Nel mondo della post-verità e delle bufale diffuse via Internet, le ricerche su come si formano le
memorie individuali e collettive di eventi storici – e come possono essere influenzate
dall’appartenenza a un gruppo – hanno acquistato una particolare importanza. Ma dai loro risultati
stanno emergendo anche possibili strade per combattere la disinformazione

di Laura Spinney / Nature

Negli ultimi tempi, strane cose stanno accadendo nel mondo dell’informazione. Per esempio, Donald
Trum e altri esponenti della sua amministrazione hanno parlato di un “massacro di Bowling Green” e
di attacchi terroristici in Svezia e Atlanta, in Georgia, tutti eventi che non sono mai avvenuti.

Queste false notizie sono state corrette velocemente, ma ci sono miti storici che si sono dimostrati
più difficili da cancellare. Almeno dal 2010, per esempio, una comunità online ha condiviso il
ricordo apparentemente incrollabile della morte in carcere di Nelson Mandela nel 1980, anche se
visse fino al 2013, e fu scarcerato nel 1990, diventando il primo presidente nero del Sudafrica.

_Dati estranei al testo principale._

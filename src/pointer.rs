//! `CachePointer`: a reference-counted, pinned page buffer with a
//! per-page rw-lock and a version counter (spec.md §3, §4.3).
//!
//! Readers and writers are tracked as separate counts rather than a single
//! pin count, and writer-count transitions are reported through a listener
//! capability instead of a direct field write, per spec.md §9's
//! "Polymorphism via callbacks" note.

use crate::buffer_pool::Buffer;
use crate::page_key::{FileId, PageIndex, PageKey};
use parking_lot::{RwLock, RwLockReadGuard, RwLockWriteGuard};
use std::sync::atomic::{AtomicBool, AtomicU32, AtomicU64, Ordering};
use std::sync::Arc;

/// The capability a [`CachePointer`] uses to tell the owning cache that its
/// writer count crossed 0↔1, so the cache can maintain its exclusive-pages
/// bookkeeping without the pointer knowing anything about the cache's
/// internals.
pub trait WritersListener: Send + Sync {
    /// First writer arrived: the page has no readers and one or more
    /// writers, making it eligible for eager flushing on overflow.
    fn add_only_writers(&self, file_id: FileId, page_index: PageIndex);

    /// Last writer departed.
    fn remove_only_writers(&self, file_id: FileId, page_index: PageIndex);
}

/// A pinned, reference-counted page buffer.
pub struct CachePointer {
    pub file_id: FileId,
    pub page_index: PageIndex,

    buffer: RwLock<Buffer>,
    readers_count: AtomicU32,
    writers_count: AtomicU32,
    version: AtomicU64,
    in_write_cache: AtomicBool,
    not_flushed: AtomicBool,

    writers_listener: RwLock<Option<Arc<dyn WritersListener>>>,
}

impl CachePointer {
    pub fn new(file_id: FileId, page_index: PageIndex, buffer: Buffer) -> Arc<Self> {
        Arc::new(Self {
            file_id,
            page_index,
            buffer: RwLock::new(buffer),
            readers_count: AtomicU32::new(0),
            writers_count: AtomicU32::new(0),
            version: AtomicU64::new(0),
            in_write_cache: AtomicBool::new(false),
            not_flushed: AtomicBool::new(false),
            writers_listener: RwLock::new(None),
        })
    }

    pub fn key(&self) -> PageKey {
        PageKey::new(self.file_id, self.page_index)
    }

    // -- buffer access ------------------------------------------------

    pub fn acquire_shared_buffer(&self) -> RwLockReadGuard<'_, Buffer> {
        self.buffer.read()
    }

    /// Acquire exclusive access. Bumps the version counter on release via
    /// [`Self::release_exclusive`] — callers must call that (not just drop
    /// the guard) to record the mutation.
    pub fn acquire_exclusive_buffer(&self) -> RwLockWriteGuard<'_, Buffer> {
        self.buffer.write()
    }

    pub fn try_acquire_shared(&self) -> Option<RwLockReadGuard<'_, Buffer>> {
        self.buffer.try_read()
    }

    /// Record that an exclusive section modified the page contents.
    pub fn release_exclusive(&self, _guard: RwLockWriteGuard<'_, Buffer>) {
        self.version.fetch_add(1, Ordering::AcqRel);
    }

    pub fn version(&self) -> u64 {
        self.version.load(Ordering::Acquire)
    }

    // -- reader/writer counts ------------------------------------------

    pub fn readers_count(&self) -> u32 {
        self.readers_count.load(Ordering::Acquire)
    }

    pub fn writers_count(&self) -> u32 {
        self.writers_count.load(Ordering::Acquire)
    }

    pub fn increment_readers(&self) {
        self.readers_count.fetch_add(1, Ordering::AcqRel);
    }

    /// Returns true if both counts reached zero, meaning the pointer's
    /// buffer is eligible to be returned to the pool.
    pub fn decrement_readers(&self) -> bool {
        let prev = self.readers_count.fetch_sub(1, Ordering::AcqRel);
        debug_assert!(prev > 0, "decrement_readers underflow");
        prev == 1 && self.writers_count() == 0
    }

    /// Increment writers. If this is the page's first writer (0 -> 1) and
    /// it currently has no readers, fires `add_only_writers` on the
    /// attached listener.
    pub fn increment_writers(&self) {
        let prev = self.writers_count.fetch_add(1, Ordering::AcqRel);
        if prev == 0 && self.readers_count() == 0 {
            if let Some(listener) = self.writers_listener.read().as_ref() {
                listener.add_only_writers(self.file_id, self.page_index);
            }
        }
    }

    /// Decrement writers. If this was the last writer (1 -> 0) and the page
    /// had no readers, fires `remove_only_writers`. Returns true if both
    /// counts are now zero (buffer reclaimable).
    pub fn decrement_writers(&self) -> bool {
        let prev = self.writers_count.fetch_sub(1, Ordering::AcqRel);
        debug_assert!(prev > 0, "decrement_writers underflow");
        if prev == 1 && self.readers_count() == 0 {
            if let Some(listener) = self.writers_listener.write().take() {
                listener.remove_only_writers(self.file_id, self.page_index);
            }
        }
        prev == 1 && self.readers_count() == 0
    }

    pub fn attach_writers_listener(&self, listener: Arc<dyn WritersListener>) {
        *self.writers_listener.write() = Some(listener);
    }

    /// True while the page has writers but no readers — the "exclusive"
    /// state eligible for eager flushing (spec.md glossary).
    pub fn is_exclusive(&self) -> bool {
        self.writers_count() > 0 && self.readers_count() == 0
    }

    // -- flags -----------------------------------------------------------

    pub fn in_write_cache(&self) -> bool {
        self.in_write_cache.load(Ordering::Acquire)
    }

    pub fn set_in_write_cache(&self, value: bool) {
        self.in_write_cache.store(value, Ordering::Release);
    }

    pub fn not_flushed(&self) -> bool {
        self.not_flushed.load(Ordering::Acquire)
    }

    pub fn set_not_flushed(&self, value: bool) {
        self.not_flushed.store(value, Ordering::Release);
    }
}

#[cfg(test)]
mod tests {
    use super::*;
    use crate::buffer_pool::{BufferPool, HeapBufferPool};
    use std::sync::atomic::AtomicU32;

    struct CountingListener {
        added: AtomicU32,
        removed: AtomicU32,
    }

    impl WritersListener for CountingListener {
        fn add_only_writers(&self, _file_id: FileId, _page_index: PageIndex) {
            self.added.fetch_add(1, Ordering::SeqCst);
        }
        fn remove_only_writers(&self, _file_id: FileId, _page_index: PageIndex) {
            self.removed.fetch_add(1, Ordering::SeqCst);
        }
    }

    fn pointer() -> Arc<CachePointer> {
        let pool = HeapBufferPool::new(4096);
        CachePointer::new(1, 0, pool.acquire(true))
    }

    #[test]
    fn version_bumps_on_exclusive_release() {
        let ptr = pointer();
        assert_eq!(ptr.version(), 0);
        let guard = ptr.acquire_exclusive_buffer();
        ptr.release_exclusive(guard);
        assert_eq!(ptr.version(), 1);
    }

    #[test]
    fn writers_listener_fires_on_0_to_1_and_1_to_0() {
        let ptr = pointer();
        let listener = Arc::new(CountingListener {
            added: AtomicU32::new(0),
            removed: AtomicU32::new(0),
        });
        ptr.attach_writers_listener(listener.clone());

        ptr.increment_writers();
        assert_eq!(listener.added.load(Ordering::SeqCst), 1);

        ptr.increment_writers();
        assert_eq!(listener.added.load(Ordering::SeqCst), 1, "second writer shouldn't refire");

        ptr.decrement_writers();
        assert_eq!(listener.removed.load(Ordering::SeqCst), 0, "still one writer left");

        ptr.decrement_writers();
        assert_eq!(listener.removed.load(Ordering::SeqCst), 1);
    }

    #[test]
    fn exclusive_iff_writers_and_no_readers() {
        let ptr = pointer();
        assert!(!ptr.is_exclusive());
        ptr.increment_writers();
        assert!(ptr.is_exclusive());
        ptr.increment_readers();
        assert!(!ptr.is_exclusive());
    }

    #[test]
    fn reclaimable_when_both_counts_hit_zero() {
        let ptr = pointer();
        ptr.increment_readers();
        ptr.increment_writers();
        assert!(!ptr.decrement_writers());
        assert!(ptr.decrement_readers());
    }
}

La memoria è notoriamente fallibile, ma alcuni esperti temono che stia emergendo un fenomeno nuovo.
“I ricordi sono condivisi all’interno dei gruppi con modalità inedite grazie a siti come Facebook e
Instagram, confondendo il confine tra ricordi individuali e collettivi”, spiega lo psicologo Daniel
Schacter, che studia la memoria alla Harvard University.

“Lo sviluppo della disinformazione via Internet, come nei recenti e ben pubblicizzati siti di
notizie false, è in grado di alterare le memorie individuali e collettive in maniere inquietanti”.

Le memorie collettive costituiscono la base della storia, e il mondo in cui le persone comprendono
la storia influenza come pensano al futuro. Gli attacchi terroristici inventati, per esempio, sono
stati citati per giustificare il divieto di ingresso negli Stati Uniti ai cittadini di sette “paesi
che destano preoccupazione”.

Benché la storia sia stata spesso interpretata a fini politici, ora gli psicologi stanno studiando i
processi fondamentali attraverso cui si formano le memorie collettive per capire cosa le rende
vulnerabili alle distorsioni. E stanno dimostrando che i social network influenzano moltissimo la
memoria, e che alle persone basta poco per uniformarsi a ciò che ricorda la maggioranza: anche se è
sbagliato. Non tutti i risultati però sono negativi; le ricerche stanno anche indicando dei modi per
scacciare i falsi ricordi o impedire che si formino.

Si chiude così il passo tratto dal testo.